=== Problem description ===
Check each line of the listing for the string "exists". Copy those where it appears.

[[ Stored data open ]]

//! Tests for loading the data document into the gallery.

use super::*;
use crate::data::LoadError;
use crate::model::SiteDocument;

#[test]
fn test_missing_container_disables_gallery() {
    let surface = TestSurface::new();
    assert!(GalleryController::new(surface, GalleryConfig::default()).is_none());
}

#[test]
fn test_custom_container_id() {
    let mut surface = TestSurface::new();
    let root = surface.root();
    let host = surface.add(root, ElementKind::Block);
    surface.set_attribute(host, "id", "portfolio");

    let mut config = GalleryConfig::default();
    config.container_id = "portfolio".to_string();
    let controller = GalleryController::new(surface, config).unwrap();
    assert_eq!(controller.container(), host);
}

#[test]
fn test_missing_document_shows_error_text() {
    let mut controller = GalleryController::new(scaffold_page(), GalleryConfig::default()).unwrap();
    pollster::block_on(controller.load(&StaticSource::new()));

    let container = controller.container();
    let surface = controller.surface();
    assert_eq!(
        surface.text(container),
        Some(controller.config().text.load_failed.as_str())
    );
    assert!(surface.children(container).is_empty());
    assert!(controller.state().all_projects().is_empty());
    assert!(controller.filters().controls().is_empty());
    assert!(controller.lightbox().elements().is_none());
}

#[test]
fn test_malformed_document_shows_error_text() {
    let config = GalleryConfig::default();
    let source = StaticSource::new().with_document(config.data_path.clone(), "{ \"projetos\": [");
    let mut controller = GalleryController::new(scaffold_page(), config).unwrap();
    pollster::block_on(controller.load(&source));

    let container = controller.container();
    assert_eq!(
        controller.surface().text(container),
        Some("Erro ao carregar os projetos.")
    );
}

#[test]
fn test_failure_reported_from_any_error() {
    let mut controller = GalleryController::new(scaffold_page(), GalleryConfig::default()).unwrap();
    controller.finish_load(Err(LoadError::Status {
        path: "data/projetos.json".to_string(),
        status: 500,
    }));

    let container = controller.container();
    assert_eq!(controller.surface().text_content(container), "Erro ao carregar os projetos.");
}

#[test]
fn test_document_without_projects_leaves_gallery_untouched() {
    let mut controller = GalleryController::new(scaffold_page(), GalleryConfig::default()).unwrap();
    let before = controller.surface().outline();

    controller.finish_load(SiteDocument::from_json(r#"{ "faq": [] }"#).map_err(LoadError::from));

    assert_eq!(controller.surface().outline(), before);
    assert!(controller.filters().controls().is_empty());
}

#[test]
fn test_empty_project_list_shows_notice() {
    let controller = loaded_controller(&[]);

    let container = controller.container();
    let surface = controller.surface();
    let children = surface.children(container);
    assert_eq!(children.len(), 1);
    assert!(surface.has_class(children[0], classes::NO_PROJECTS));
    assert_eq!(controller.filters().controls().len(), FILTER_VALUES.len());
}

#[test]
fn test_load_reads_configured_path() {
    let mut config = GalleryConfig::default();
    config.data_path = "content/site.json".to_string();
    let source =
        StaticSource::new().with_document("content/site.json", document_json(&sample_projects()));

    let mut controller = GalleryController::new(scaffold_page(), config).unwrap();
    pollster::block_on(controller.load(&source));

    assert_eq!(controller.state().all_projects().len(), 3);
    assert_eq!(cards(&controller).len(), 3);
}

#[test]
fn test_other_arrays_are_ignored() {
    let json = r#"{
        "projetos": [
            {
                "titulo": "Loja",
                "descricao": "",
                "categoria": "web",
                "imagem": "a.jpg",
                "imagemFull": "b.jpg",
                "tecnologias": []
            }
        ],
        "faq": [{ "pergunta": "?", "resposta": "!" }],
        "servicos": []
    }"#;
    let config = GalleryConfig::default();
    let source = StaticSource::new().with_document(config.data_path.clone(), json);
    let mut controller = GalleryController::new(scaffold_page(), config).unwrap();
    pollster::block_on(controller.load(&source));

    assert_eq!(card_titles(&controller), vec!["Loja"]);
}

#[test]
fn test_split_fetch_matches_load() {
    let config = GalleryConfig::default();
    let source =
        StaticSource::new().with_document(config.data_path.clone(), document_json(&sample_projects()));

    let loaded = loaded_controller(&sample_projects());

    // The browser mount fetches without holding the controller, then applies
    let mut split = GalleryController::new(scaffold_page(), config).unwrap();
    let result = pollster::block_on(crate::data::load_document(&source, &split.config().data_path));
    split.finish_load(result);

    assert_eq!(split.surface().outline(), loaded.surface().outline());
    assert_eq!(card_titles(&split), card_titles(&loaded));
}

[[ Stored data closed ]]
[[ Stored data open ]]

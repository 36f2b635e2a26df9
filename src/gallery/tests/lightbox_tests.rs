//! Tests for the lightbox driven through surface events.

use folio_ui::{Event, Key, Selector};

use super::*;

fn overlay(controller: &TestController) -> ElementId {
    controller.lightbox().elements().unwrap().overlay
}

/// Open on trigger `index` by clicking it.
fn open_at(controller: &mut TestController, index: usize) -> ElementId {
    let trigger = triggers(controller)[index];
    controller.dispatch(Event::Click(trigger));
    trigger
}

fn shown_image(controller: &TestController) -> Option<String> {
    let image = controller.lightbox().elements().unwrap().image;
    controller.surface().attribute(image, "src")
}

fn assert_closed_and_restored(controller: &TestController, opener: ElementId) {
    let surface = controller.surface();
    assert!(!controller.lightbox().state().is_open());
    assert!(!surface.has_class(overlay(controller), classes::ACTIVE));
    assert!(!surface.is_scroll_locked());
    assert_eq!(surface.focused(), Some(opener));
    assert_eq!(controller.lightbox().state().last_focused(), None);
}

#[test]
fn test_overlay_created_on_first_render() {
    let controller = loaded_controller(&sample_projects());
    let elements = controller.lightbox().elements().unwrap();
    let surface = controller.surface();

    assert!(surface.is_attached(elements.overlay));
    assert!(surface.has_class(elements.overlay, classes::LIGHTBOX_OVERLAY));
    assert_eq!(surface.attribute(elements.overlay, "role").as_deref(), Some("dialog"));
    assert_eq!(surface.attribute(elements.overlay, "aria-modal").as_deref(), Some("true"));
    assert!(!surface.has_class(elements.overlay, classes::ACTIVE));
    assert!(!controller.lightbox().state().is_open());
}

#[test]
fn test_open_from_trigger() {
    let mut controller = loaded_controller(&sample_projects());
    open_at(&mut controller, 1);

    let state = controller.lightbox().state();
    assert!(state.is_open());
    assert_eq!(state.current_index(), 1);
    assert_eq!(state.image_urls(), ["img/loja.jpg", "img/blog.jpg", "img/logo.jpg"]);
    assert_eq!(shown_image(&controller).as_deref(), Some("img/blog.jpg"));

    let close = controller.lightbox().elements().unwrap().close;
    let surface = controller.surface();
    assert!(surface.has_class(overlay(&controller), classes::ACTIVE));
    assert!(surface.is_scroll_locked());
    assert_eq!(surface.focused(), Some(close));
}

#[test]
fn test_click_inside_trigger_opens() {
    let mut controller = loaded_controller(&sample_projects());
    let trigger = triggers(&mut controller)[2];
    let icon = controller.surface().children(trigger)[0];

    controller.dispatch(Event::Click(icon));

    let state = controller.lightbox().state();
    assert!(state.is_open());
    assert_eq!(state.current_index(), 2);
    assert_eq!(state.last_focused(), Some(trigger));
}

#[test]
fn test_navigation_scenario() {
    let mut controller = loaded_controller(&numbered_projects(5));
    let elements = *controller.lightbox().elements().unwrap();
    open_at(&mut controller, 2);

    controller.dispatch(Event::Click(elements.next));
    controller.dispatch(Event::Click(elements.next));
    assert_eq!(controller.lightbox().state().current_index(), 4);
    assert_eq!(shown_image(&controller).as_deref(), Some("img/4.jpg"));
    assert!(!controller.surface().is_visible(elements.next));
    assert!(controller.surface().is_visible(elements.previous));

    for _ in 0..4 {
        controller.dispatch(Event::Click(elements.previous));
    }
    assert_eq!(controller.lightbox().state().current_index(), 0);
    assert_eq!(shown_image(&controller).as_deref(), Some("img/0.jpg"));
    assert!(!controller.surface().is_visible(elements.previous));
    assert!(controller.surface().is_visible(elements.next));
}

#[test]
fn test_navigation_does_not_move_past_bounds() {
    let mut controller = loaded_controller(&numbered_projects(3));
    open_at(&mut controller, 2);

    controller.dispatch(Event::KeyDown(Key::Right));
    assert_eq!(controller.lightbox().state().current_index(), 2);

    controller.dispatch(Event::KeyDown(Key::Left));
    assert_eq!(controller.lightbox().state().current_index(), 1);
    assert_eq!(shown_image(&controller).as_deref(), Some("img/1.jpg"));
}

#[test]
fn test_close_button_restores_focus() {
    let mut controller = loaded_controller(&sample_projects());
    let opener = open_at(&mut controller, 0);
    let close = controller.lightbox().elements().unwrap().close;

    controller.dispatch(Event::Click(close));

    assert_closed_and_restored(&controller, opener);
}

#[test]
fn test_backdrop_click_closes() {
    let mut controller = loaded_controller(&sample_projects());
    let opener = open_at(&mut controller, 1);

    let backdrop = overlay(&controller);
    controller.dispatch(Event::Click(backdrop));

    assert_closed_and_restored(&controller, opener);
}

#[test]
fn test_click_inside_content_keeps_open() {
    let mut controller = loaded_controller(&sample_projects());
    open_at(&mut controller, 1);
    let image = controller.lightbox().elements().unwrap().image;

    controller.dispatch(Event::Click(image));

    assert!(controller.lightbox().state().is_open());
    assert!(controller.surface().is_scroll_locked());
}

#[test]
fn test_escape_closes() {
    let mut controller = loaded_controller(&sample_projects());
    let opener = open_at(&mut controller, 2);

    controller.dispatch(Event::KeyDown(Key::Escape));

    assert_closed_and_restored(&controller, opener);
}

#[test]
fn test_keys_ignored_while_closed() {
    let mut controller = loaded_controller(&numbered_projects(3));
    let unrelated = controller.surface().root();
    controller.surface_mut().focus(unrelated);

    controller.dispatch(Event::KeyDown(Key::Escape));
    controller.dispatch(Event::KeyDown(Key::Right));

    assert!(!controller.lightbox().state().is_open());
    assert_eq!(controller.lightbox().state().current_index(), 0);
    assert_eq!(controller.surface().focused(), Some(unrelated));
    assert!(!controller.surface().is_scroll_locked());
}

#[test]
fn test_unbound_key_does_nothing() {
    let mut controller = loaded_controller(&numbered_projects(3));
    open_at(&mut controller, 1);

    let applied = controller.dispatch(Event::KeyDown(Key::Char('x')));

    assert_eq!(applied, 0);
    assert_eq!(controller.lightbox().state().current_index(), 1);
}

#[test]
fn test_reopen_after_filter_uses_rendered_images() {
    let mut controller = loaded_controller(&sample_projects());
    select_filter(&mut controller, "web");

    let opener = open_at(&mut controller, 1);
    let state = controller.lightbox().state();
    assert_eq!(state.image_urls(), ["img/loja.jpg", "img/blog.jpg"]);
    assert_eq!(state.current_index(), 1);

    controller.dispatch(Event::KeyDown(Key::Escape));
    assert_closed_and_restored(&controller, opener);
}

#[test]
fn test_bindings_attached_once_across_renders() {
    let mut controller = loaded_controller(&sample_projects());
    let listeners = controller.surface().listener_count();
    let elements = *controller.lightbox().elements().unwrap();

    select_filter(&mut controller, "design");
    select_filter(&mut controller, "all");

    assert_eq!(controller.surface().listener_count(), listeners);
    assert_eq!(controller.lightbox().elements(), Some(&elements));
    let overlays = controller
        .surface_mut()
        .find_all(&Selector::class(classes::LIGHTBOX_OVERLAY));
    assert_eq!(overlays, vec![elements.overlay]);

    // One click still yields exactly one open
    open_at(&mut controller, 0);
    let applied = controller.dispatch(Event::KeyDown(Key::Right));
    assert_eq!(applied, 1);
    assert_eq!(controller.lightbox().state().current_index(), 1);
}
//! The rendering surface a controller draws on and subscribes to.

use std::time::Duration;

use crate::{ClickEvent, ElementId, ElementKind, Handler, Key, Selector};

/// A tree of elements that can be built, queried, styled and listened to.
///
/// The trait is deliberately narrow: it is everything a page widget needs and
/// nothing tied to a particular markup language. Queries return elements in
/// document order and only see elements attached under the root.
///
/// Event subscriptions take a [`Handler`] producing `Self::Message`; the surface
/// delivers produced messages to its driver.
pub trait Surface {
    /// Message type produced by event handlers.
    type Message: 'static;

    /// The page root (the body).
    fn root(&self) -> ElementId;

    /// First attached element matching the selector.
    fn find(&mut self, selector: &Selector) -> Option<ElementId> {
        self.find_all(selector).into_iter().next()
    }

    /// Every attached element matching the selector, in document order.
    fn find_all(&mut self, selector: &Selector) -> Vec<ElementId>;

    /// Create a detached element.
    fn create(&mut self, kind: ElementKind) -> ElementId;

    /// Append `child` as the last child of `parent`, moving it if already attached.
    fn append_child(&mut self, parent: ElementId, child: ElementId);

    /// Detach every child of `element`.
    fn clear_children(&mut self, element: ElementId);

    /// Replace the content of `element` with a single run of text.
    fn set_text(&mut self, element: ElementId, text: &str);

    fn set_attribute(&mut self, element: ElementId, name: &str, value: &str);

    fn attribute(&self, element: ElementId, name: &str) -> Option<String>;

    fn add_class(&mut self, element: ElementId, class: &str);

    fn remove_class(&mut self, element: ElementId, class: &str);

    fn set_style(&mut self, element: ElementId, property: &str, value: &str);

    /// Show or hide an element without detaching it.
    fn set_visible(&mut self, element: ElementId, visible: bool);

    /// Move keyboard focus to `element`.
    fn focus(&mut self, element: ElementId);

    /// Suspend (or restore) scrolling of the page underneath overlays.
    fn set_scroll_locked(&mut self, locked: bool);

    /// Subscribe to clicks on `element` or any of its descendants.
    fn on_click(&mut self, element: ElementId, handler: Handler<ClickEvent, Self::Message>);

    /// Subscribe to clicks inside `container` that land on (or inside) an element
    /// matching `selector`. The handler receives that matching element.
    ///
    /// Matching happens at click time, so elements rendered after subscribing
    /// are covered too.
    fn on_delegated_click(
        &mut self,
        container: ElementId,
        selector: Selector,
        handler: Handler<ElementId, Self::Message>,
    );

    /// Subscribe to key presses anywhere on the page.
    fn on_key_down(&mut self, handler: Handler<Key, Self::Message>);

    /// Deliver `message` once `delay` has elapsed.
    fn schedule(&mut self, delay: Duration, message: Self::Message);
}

[[ Stored data closed ]]
[[ Stored data open ]]

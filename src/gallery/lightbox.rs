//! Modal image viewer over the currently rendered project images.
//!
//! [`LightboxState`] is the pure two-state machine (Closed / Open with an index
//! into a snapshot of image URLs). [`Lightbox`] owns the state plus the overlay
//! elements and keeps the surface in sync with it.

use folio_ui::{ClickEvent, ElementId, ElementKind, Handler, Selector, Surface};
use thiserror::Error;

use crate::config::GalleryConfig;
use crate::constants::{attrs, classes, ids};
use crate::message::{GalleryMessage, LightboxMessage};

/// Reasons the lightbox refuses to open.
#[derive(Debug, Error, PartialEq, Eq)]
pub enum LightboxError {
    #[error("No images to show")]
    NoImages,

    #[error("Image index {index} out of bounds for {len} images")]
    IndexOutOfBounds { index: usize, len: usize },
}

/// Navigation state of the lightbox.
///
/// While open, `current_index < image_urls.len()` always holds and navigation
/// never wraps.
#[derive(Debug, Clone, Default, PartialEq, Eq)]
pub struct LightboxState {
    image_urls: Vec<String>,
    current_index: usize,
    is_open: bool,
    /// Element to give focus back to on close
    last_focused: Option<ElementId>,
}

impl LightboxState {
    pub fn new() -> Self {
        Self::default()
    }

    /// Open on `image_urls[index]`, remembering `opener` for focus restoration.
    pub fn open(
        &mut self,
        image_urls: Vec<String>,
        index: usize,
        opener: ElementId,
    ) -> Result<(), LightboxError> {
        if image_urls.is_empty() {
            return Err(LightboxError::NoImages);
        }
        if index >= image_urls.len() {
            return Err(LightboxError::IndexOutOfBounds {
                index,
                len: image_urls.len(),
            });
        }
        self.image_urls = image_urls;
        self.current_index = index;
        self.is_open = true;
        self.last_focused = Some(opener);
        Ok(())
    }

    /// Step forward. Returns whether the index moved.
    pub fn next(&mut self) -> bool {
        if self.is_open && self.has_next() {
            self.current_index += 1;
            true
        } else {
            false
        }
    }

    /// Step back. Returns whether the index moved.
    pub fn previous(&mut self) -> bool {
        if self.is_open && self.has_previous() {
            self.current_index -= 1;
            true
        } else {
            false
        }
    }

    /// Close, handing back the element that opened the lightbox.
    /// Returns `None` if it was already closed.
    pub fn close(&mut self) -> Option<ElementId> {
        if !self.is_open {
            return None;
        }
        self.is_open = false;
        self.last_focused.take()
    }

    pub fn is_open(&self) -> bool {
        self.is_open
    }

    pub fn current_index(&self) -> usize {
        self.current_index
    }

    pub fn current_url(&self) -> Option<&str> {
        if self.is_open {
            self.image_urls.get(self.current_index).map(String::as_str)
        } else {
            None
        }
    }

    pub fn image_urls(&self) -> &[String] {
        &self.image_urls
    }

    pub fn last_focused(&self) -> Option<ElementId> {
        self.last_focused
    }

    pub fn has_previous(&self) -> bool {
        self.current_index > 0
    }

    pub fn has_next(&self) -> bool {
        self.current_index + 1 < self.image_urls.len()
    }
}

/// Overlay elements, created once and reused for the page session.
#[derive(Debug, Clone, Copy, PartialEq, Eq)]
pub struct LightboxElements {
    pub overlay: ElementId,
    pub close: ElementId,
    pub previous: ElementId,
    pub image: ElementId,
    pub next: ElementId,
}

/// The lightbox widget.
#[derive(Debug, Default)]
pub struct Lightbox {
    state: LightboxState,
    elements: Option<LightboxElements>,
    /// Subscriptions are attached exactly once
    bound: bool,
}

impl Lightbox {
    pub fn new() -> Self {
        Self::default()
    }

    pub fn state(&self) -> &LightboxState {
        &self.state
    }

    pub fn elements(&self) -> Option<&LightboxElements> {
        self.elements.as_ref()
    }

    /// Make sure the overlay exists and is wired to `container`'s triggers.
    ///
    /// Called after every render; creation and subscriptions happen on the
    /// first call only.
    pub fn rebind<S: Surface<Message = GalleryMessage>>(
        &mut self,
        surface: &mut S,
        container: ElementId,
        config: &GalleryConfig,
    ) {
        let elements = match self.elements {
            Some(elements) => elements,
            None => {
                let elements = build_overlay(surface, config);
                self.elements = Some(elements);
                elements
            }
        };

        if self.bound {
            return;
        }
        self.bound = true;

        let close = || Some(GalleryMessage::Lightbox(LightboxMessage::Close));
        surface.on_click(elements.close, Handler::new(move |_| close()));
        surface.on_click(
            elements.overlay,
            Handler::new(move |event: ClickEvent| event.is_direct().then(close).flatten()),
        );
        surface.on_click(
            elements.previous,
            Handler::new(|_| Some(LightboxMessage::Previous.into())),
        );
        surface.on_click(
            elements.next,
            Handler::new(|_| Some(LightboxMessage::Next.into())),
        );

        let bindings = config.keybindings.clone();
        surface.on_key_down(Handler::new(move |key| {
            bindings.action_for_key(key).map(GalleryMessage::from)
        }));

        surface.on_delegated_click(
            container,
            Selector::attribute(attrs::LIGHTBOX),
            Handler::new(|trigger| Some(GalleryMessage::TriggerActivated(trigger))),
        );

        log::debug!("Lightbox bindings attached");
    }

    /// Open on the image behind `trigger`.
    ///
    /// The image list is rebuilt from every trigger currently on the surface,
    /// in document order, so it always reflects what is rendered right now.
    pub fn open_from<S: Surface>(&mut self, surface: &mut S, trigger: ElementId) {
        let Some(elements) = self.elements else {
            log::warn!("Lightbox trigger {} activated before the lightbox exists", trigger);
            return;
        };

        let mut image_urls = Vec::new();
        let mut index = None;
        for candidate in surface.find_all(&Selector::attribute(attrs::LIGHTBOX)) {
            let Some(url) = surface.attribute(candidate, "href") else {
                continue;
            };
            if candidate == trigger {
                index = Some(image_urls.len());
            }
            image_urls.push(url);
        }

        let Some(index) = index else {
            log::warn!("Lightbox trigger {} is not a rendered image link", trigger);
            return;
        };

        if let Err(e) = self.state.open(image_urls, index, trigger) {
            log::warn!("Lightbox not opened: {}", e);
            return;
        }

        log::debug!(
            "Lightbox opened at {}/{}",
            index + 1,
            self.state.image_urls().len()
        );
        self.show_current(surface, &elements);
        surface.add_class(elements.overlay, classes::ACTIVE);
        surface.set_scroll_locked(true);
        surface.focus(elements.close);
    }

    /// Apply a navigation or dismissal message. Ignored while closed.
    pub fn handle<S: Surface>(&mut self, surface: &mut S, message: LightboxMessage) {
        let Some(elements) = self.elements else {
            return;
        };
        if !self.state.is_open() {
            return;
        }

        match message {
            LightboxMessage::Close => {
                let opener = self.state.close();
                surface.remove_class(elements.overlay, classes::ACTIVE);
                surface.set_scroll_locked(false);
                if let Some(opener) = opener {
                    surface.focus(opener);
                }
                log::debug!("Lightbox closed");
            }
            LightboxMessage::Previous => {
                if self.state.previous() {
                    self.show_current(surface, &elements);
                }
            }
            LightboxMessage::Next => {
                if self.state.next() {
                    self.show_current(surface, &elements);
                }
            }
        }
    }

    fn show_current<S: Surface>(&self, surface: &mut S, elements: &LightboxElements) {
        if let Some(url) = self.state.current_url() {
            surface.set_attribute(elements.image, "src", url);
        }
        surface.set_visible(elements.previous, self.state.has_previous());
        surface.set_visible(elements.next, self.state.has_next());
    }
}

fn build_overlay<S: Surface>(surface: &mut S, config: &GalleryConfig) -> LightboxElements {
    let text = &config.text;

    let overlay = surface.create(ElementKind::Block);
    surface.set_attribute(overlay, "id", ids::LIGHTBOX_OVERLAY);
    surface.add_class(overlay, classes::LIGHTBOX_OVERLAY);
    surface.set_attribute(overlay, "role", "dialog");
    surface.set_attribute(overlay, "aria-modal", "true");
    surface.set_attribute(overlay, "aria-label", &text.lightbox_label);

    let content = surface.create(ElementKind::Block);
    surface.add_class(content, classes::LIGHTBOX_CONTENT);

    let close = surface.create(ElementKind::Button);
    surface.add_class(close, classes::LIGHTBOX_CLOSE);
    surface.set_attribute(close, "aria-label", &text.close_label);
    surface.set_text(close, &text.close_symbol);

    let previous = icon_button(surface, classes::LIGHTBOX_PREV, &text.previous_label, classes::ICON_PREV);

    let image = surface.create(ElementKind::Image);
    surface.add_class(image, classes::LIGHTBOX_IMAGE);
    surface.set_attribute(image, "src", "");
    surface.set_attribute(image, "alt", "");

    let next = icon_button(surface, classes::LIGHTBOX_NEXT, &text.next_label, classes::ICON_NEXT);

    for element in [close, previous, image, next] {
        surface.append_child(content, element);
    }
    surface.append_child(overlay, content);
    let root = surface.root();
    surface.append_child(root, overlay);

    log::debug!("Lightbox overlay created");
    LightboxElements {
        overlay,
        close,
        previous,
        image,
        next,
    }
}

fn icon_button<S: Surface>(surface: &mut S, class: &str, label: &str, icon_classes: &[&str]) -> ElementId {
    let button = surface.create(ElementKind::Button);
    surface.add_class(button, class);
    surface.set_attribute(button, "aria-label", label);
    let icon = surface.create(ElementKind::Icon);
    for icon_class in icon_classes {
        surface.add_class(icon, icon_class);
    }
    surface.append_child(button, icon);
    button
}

[[ Stored data closed ]]

=== Task response ===
    /// Make sure the overlay exists and is wired to `container`'s triggers.
            log::warn!("Lightbox trigger {} activated before the lightbox exists", trigger);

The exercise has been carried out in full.